DATA EXCERPTS |

↓↓↓

use std::collections::HashMap;

use bevy::prelude::*;
use thiserror::Error;

/// Faults after the first are only logged once per this many repeats.
const REPEAT_LOG_INTERVAL: u32 = 600;

#[derive(Debug, Error, Clone, PartialEq)]
pub enum FrameFault {
    #[error("primary window is missing")]
    MissingWindow,
    #[error("scene camera is missing")]
    MissingCamera,
    #[error("featured index {index} is outside {count} records")]
    FeaturedOutOfRange { index: usize, count: usize },
    #[error("info card nodes are missing")]
    MissingCardNodes,
}

impl FrameFault {
    fn kind(&self) -> &'static str {
        match self {
            Self::MissingWindow => "missing_window",
            Self::MissingCamera => "missing_camera",
            Self::FeaturedOutOfRange { .. } => "featured_out_of_range",
            Self::MissingCardNodes => "missing_card_nodes",
        }
    }
}

/// How a fault occurrence should be reported.
#[derive(Debug, Clone, Copy, PartialEq, Eq)]
enum FaultReport {
    First,
    Repeated(u32),
    Quiet,
}

/// Occurrence counts per fault kind.
#[derive(Default)]
pub struct FaultCounts(HashMap<&'static str, u32>);

impl FaultCounts {
    fn note(&mut self, fault: &FrameFault) -> FaultReport {
        let count = self.0.entry(fault.kind()).or_default();
        *count += 1;
        if *count == 1 {
            FaultReport::First
        } else if *count % REPEAT_LOG_INTERVAL == 0 {
            FaultReport::Repeated(*count)
        } else {
            FaultReport::Quiet
        }
    }
}

/// Log a frame system's fault and let the next frame run.
pub fn contain_frame_fault(In(result): In<Result<(), FrameFault>>, mut counts: Local<FaultCounts>) {
    let Err(fault) = result else {
        return;
    };

    match counts.note(&fault) {
        FaultReport::First => error!("Frame fault: {fault}"),
        FaultReport::Repeated(count) => warn!("Frame fault repeated {count} times: {fault}"),
        FaultReport::Quiet => {}
    }
}
use bevy::asset::LoadState;
use bevy::prelude::*;

use crate::engine::assets::resource_set::{DataOrigin, ResourceSet};
use crate::engine::assets::resource_table::ResourceTable;
use crate::engine::assets::scene_settings::SceneSettings;
use crate::engine::loading::progress::LoadingProgress;
use crate::engine::loading::status::DataSourceStatus;

#[derive(Resource, Default)]
pub struct DatasetLoader {
    handle: Option<Handle<ResourceTable>>,
    path: String,
}

/// Start the CSV load once the dataset path is known.
pub fn request_dataset(
    mut loading_progress: ResMut<LoadingProgress>,
    mut dataset_loader: ResMut<DatasetLoader>,
    mut status: ResMut<DataSourceStatus>,
    settings: Res<SceneSettings>,
    asset_server: Res<AssetServer>,
) {
    if !loading_progress.settings_resolved || loading_progress.dataset_requested {
        return;
    }

    info!("Loading dataset from {}", settings.dataset_path);
    dataset_loader.path = settings.dataset_path.clone();
    dataset_loader.handle = Some(asset_server.load(&settings.dataset_path));
    *status = DataSourceStatus::Loading;
    loading_progress.dataset_requested = true;
}

/// Publish the loaded table, or report the failure while the fallback stays up.
pub fn publish_dataset(
    mut loading_progress: ResMut<LoadingProgress>,
    mut dataset_loader: ResMut<DatasetLoader>,
    mut resource_set: ResMut<ResourceSet>,
    mut status: ResMut<DataSourceStatus>,
    mut tables: ResMut<Assets<ResourceTable>>,
    asset_server: Res<AssetServer>,
) {
    if loading_progress.dataset_settled {
        return;
    }
    let Some(handle) = dataset_loader.handle.clone() else {
        return;
    };

    match asset_server.get_load_state(&handle) {
        Some(LoadState::Loaded) => {
            let Some(table) = tables.remove(&handle) else {
                return;
            };
            let origin = DataOrigin::Csv(dataset_loader.path.clone());
            *status = apply_loaded_table(&mut resource_set, table, origin);
        }
        Some(LoadState::Failed(err)) => {
            error!("Dataset {} failed to load: {}", dataset_loader.path, err);
            *status = DataSourceStatus::failed(err.to_string());
        }
        _ => return,
    }

    dataset_loader.handle = None;
    loading_progress.dataset_settled = true;
}

/// Publish a validated table as the next generation. A table with no rows keeps
/// whatever is currently shown, which at startup is the fallback.
pub fn apply_loaded_table(
    resource_set: &mut ResourceSet,
    table: ResourceTable,
    origin: DataOrigin,
) -> DataSourceStatus {
    let dropped = table.dropped;
    if dropped > 0 {
        warn!("{} dropped {} incomplete rows", origin, dropped);
    }

    if table.records.is_empty() {
        warn!("{} contained no valid rows, keeping current dataset", origin);
        return DataSourceStatus::Ready { rows: 0, dropped };
    }

    let rows = table.records.len();
    resource_set.publish(table.records, origin);
    DataSourceStatus::Ready { rows, dropped }
}

#[cfg(test)]
mod tests {
    use super::*;
    use crate::engine::assets::resource_record::ResourceRecord;

    #[test]
    fn non_empty_table_becomes_next_generation() {
        let mut set = ResourceSet::default();
        let table = ResourceTable {
            records: vec![ResourceRecord::new("a", "Tool", "d", "High", "")],
            dropped: 2,
        };

        let status = apply_loaded_table(&mut set, table, DataOrigin::Csv("x.csv".into()));
        assert_eq!(status, DataSourceStatus::Ready { rows: 1, dropped: 2 });
        assert_eq!(set.generation(), 2);
        assert_eq!(set.origin(), &DataOrigin::Csv("x.csv".into()));
    }

    #[test]
    fn empty_table_keeps_fallback_without_error() {
        let mut set = ResourceSet::default();
        let status = apply_loaded_table(
            &mut set,
            ResourceTable::default(),
            DataOrigin::Csv("empty.csv".into()),
        );
        assert_eq!(status, DataSourceStatus::Ready { rows: 0, dropped: 0 });
        assert_eq!(set.generation(), 1);
        assert_eq!(set.origin(), &DataOrigin::Fallback);
    }
}
pub mod assets;
pub mod camera;
pub mod core;
pub mod loading;
pub mod scene;
pub mod systems;
pub mod ui;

↑↑↑

Go through the records and copy all of them exactly.

RESPONSE AREA |
use std::collections::HashMap;

use bevy::prelude::*;
use thiserror::Error;

/// Faults after the first are only logged once per this many repeats.
const REPEAT_LOG_INTERVAL: u32 = 600;

#[derive(Debug, Error, Clone, PartialEq)]
pub enum FrameFault {
    #[error("primary window is missing")]
    MissingWindow,
    #[error("scene camera is missing")]
    MissingCamera,
    #[error("featured index {index} is outside {count} records")]
    FeaturedOutOfRange { index: usize, count: usize },
    #[error("info card nodes are missing")]
    MissingCardNodes,
}

impl FrameFault {
    fn kind(&self) -> &'static str {
        match self {
            Self::MissingWindow => "missing_window",
            Self::MissingCamera => "missing_camera",
            Self::FeaturedOutOfRange { .. } => "featured_out_of_range",
            Self::MissingCardNodes => "missing_card_nodes",
        }
    }
}

/// How a fault occurrence should be reported.
#[derive(Debug, Clone, Copy, PartialEq, Eq)]
enum FaultReport {
    First,
    Repeated(u32),
    Quiet,
}

/// Occurrence counts per fault kind.
#[derive(Default)]
pub struct FaultCounts(HashMap<&'static str, u32>);

impl FaultCounts {
    fn note(&mut self, fault: &FrameFault) -> FaultReport {
        let count = self.0.entry(fault.kind()).or_default();
        *count += 1;
        if *count == 1 {
            FaultReport::First
        } else if *count % REPEAT_LOG_INTERVAL == 0 {
            FaultReport::Repeated(*count)
        } else {
            FaultReport::Quiet
        }
    }
}

/// Log a frame system's fault and let the next frame run.
pub fn contain_frame_fault(In(result): In<Result<(), FrameFault>>, mut counts: Local<FaultCounts>) {
    let Err(fault) = result else {
        return;
    };

    match counts.note(&fault) {
        FaultReport::First => error!("Frame fault: {fault}"),
        FaultReport::Repeated(count) => warn!("Frame fault repeated {count} times: {fault}"),
        FaultReport::Quiet => {}
    }
}
use bevy::asset::LoadState;
use bevy::prelude::*;

use crate::engine::assets::resource_set::{DataOrigin, ResourceSet};
use crate::engine::assets::resource_table::ResourceTable;
use crate::engine::assets::scene_settings::SceneSettings;
use crate::engine::loading::progress::LoadingProgress;
use crate::engine::loading::status::DataSourceStatus;

#[derive(Resource, Default)]
pub struct DatasetLoader {
    handle: Option<Handle<ResourceTable>>,
    path: String,
}

/// Start the CSV load once the dataset path is known.
pub fn request_dataset(
    mut loading_progress: ResMut<LoadingProgress>,
    mut dataset_loader: ResMut<DatasetLoader>,
    mut status: ResMut<DataSourceStatus>,
    settings: Res<SceneSettings>,
    asset_server: Res<AssetServer>,
) {
    if !loading_progress.settings_resolved || loading_progress.dataset_requested {
        return;
    }

    info!("Loading dataset from {}", settings.dataset_path);
    dataset_loader.path = settings.dataset_path.clone();
    dataset_loader.handle = Some(asset_server.load(&settings.dataset_path));
    *status = DataSourceStatus::Loading;
    loading_progress.dataset_requested = true;
}

/// Publish the loaded table, or report the failure while the fallback stays up.
pub fn publish_dataset(
    mut loading_progress: ResMut<LoadingProgress>,
    mut dataset_loader: ResMut<DatasetLoader>,
    mut resource_set: ResMut<ResourceSet>,
    mut status: ResMut<DataSourceStatus>,
    mut tables: ResMut<Assets<ResourceTable>>,
    asset_server: Res<AssetServer>,
) {
    if loading_progress.dataset_settled {
        return;
    }
    let Some(handle) = dataset_loader.handle.clone() else {
        return;
    };

    match asset_server.get_load_state(&handle) {
        Some(LoadState::Loaded) => {
            let Some(table) = tables.remove(&handle) else {
                return;
            };
            let origin = DataOrigin::Csv(dataset_loader.path.clone());
            *status = apply_loaded_table(&mut resource_set, table, origin);
        }
        Some(LoadState::Failed(err)) => {
            error!("Dataset {} failed to load: {}", dataset_loader.path, err);
            *status = DataSourceStatus::failed(err.to_string());
        }
        _ => return,
    }

    dataset_loader.handle = None;
    loading_progress.dataset_settled = true;
}

/// Publish a validated table as the next generation. A table with no rows keeps
/// whatever is currently shown, which at startup is the fallback.
pub fn apply_loaded_table(
    resource_set: &mut ResourceSet,
    table: ResourceTable,
    origin: DataOrigin,
) -> DataSourceStatus {
    let dropped = table.dropped;
    if dropped > 0 {
        warn!("{} dropped {} incomplete rows", origin, dropped);
    }

    if table.records.is_empty() {
        warn!("{} contained no valid rows, keeping current dataset", origin);
        return DataSourceStatus::Ready { rows: 0, dropped };
    }

    let rows = table.records.len();
    resource_set.publish(table.records, origin);
    DataSourceStatus::Ready { rows, dropped }
}

#[cfg(test)]
mod tests {
    use super::*;
    use crate::engine::assets::resource_record::ResourceRecord;

    #[test]
    fn non_empty_table_becomes_next_generation() {
        let mut set = ResourceSet::default();
        let table = ResourceTable {
            records: vec![ResourceRecord::new("a", "Tool", "d", "High", "")],
            dropped: 2,
        };

        let status = apply_loaded_table(&mut set, table, DataOrigin::Csv("x.csv".into()));
        assert_eq!(status, DataSourceStatus::Ready { rows: 1, dropped: 2 });
        assert_eq!(set.generation(), 2);
        assert_eq!(set.origin(), &DataOrigin::Csv("x.csv".into()));
    }

    #[test]
    fn empty_table_keeps_fallback_without_error() {
        let mut set = ResourceSet::default();
        let status = apply_loaded_table(
            &mut set,
            ResourceTable::default(),
            DataOrigin::Csv("empty.csv".into()),
        );
        assert_eq!(status, DataSourceStatus::Ready { rows: 0, dropped: 0 });
        assert_eq!(set.generation(), 1);
        assert_eq!(set.origin(), &DataOrigin::Fallback);
    }
}
pub mod assets;
pub mod camera;
pub mod core;
pub mod loading;
pub mod scene;
pub mod systems;
pub mod ui;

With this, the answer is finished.